Viruses. Seed RSV A2 virus was obtained from ATCC (catalog no. VR1302). A working stock of this virus was prepared by infecting monolayers of HEp-2 cells with this virus and placing the infected monolayers in a 36°C (5% CO₂) incubator for 4 to 6 days until they exhibited >90% syncytium formation. At that time, the flasks were removed, placed in a Branson model 220 sonicating water bath, and subjected to six 15-s bursts of sonication (each at 50 to 60 Hz). The medium was then collected from each flask, pooled, and centrifuged at 450 × g for 20 min. The virus-rich supernatant was passed through a 0.45-µm-pore-size filter (Acrodisc; catalog no. 4184; Gelman Scientific, Inc., Ann Arbor, Mich.), portioned, labeled, and frozen at 70°C.

Animals. All of the cotton rats (Sigmoden hispidus) used in these studies were obtained from the Baylor College of Medicine cotton rat colony. This colony was started in 1984 with six pairs of animals obtained from the Small Animal Section, Veterinary Research Branch, Division of Research Services, National Institutes of Health. All of the animals were housed in cages covered with barrier filters and were given food and water ad libitum. Six- to 10-week-old (60- to 110-g) cotton rats of either sex were used in all experiments.

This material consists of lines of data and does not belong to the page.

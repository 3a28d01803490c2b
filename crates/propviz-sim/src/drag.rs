//! DragController: pointer-driven repositioning of one entity at a time.
//!
//! `Idle -> Dragging -> Idle`. Positions are derived from the pixel delta
//! since the press, applied to the position at press time through the
//! active transform's inverse scale. Every move is written through the
//! directory immediately; the backend only hears about the final position.

use glam::DVec2;
use tracing::debug;

use propviz_core::enums::{ControlHolder, DragPhase};
use propviz_core::error::PreconditionError;
use propviz_core::types::{Position, ScreenPoint};
use propviz_geo::{CoordinateTransform, SurfaceTransform};

use crate::directory::{ControlToken, EntityDirectory};

/// Pointer capture on the rendering surface.
pub trait PointerSurface {
    fn capture_pointer(&mut self, pointer_id: i32);
    fn release_pointer(&mut self, pointer_id: i32);
}

/// Surface that does not track capture (headless use).
#[derive(Debug, Default, Clone, Copy)]
pub struct HeadlessSurface;

impl PointerSurface for HeadlessSurface {
    fn capture_pointer(&mut self, _pointer_id: i32) {}
    fn release_pointer(&mut self, _pointer_id: i32) {}
}

#[derive(Debug)]
pub struct DragSession {
    pub entity_id: String,
    pub pointer_id: i32,
    pub start_screen: ScreenPoint,
    pub start_position: Position,
    token: ControlToken,
}

/// Final position to persist after a drag.
#[derive(Debug, Clone, PartialEq)]
pub struct CommitRequest {
    pub id: String,
    pub position: Position,
    pub previous: Position,
}

#[derive(Debug, Default)]
pub struct DragController {
    session: Option<DragSession>,
}

impl DragController {
    pub fn new() -> Self {
        Self::default()
    }

    pub fn phase(&self) -> DragPhase {
        if self.session.is_some() {
            DragPhase::Dragging
        } else {
            DragPhase::Idle
        }
    }

    pub fn session(&self) -> Option<&DragSession> {
        self.session.as_ref()
    }

    pub fn active_entity(&self) -> Option<&str> {
        self.session.as_ref().map(|s| s.entity_id.as_str())
    }

    /// Start dragging `entity_id` with the pointer pressed at client coordinates `client`.
    pub fn begin_drag<D, S>(
        &mut self,
        directory: &mut D,
        surface: &mut S,
        surface_transform: &SurfaceTransform,
        entity_id: &str,
        pointer_id: i32,
        client: DVec2,
    ) -> Result<(), PreconditionError>
    where
        D: EntityDirectory + ?Sized,
        S: PointerSurface + ?Sized,
    {
        if let Some(active) = &self.session {
            return Err(PreconditionError::DragActive(active.entity_id.clone()));
        }
        let start_position = directory
            .find(entity_id)
            .map(|e| e.position)
            .ok_or_else(|| PreconditionError::UnknownEntity(entity_id.to_string()))?;
        let token = directory.acquire(entity_id, ControlHolder::Drag)?;

        surface.capture_pointer(pointer_id);
        let start_screen = surface_transform.screen_to_local(client);
        debug!(id = entity_id, pointer_id, "drag started");
        self.session = Some(DragSession {
            entity_id: entity_id.to_string(),
            pointer_id,
            start_screen,
            start_position,
            token,
        });
        Ok(())
    }

    /// Apply a pointer move. `None` when idle or for a foreign pointer;
    /// otherwise the applied (clamped) position or why it was refused.
    pub fn on_move<D, T>(
        &mut self,
        directory: &mut D,
        transform: &T,
        surface_transform: &SurfaceTransform,
        pointer_id: i32,
        client: DVec2,
    ) -> Option<Result<Position, PreconditionError>>
    where
        D: EntityDirectory + ?Sized,
        T: CoordinateTransform + ?Sized,
    {
        let session = self.session.as_ref().filter(|s| s.pointer_id == pointer_id)?;
        let delta = surface_transform.screen_to_local(client) - session.start_screen;
        let result = transform
            .offset(&session.start_position, delta)
            .ok_or(PreconditionError::WrongCoordinateMode)
            .and_then(|candidate| directory.apply_drag(&session.token, candidate));
        Some(result)
    }

    /// Release the pointer and end the session. Returns the position to
    /// commit, read back from the directory.
    pub fn end_drag<D, S>(
        &mut self,
        directory: &mut D,
        surface: &mut S,
        pointer_id: i32,
    ) -> Option<CommitRequest>
    where
        D: EntityDirectory + ?Sized,
        S: PointerSurface + ?Sized,
    {
        if self.session.as_ref()?.pointer_id != pointer_id {
            return None;
        }
        let session = self.session.take()?;
        surface.release_pointer(session.pointer_id);
        let position = directory.find(&session.entity_id).map(|e| e.position);
        directory.release(session.token);
        debug!(id = %session.entity_id, "drag ended");

        position.map(|position| CommitRequest {
            id: session.entity_id,
            position,
            previous: session.start_position,
        })
    }

    /// Abandon the session without committing. The entity keeps its last applied position.
    pub fn cancel_drag<D, S>(&mut self, directory: &mut D, surface: &mut S) -> Option<String>
    where
        D: EntityDirectory + ?Sized,
        S: PointerSurface + ?Sized,
    {
        let session = self.session.take()?;
        surface.release_pointer(session.pointer_id);
        directory.release(session.token);
        debug!(id = %session.entity_id, "drag cancelled");
        Some(session.entity_id)
    }
}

Compounds. PAMPS was obtained from Monomer-Polymer and Dajac Laboratories Inc. (Trevose, Pa.) as a sterile solution in distilled water. Ribavirin was acquired from ICN Pharmaceuticals (Costa Mesa, Calif.). EICAR was supplied by A. Matsuda, Graduate School of Pharmaceutical Sciences, Hokkaido University, Sapporo, Japan. The synthesis and characterization of this material have been described in detail elsewhere (23, 24). Sterile solutions of ribavirin and EICAR were prepared by weighing out the appropriate amounts of each and suspending them in tissue culture-grade distilled water (catalog no. W-3500; Sigma Chemical Co.). The resulting solutions were then filter sterilized with 0.2-µm-pore-size hollow-fiber syringe filters (DynaGard; Microgon, Inc., Laguna Hills, Calif.).

Inoculation of animals. Intranasal (i.n.) inoculations of virus and PAMPS were performed by gradually introducing 50 µl of virus or drug solution into the nares of cotton rats anesthetized with methoxyflurane (Metofane; Pitman-Moore, Mundelein, Ill.) with a P-2000 pipetting aid (Rainin Instruments Co., Inc., Woburn, Mass.). For intraperitoneal (i.p.) inoculations, the cotton rats were rendered unconscious with CO₂, and then the appropriate material was injected i.p. with 1-ml tuberculin syringes (catalog no. 9602; Becton-Dickinson and Co., Rutherford, N.J.).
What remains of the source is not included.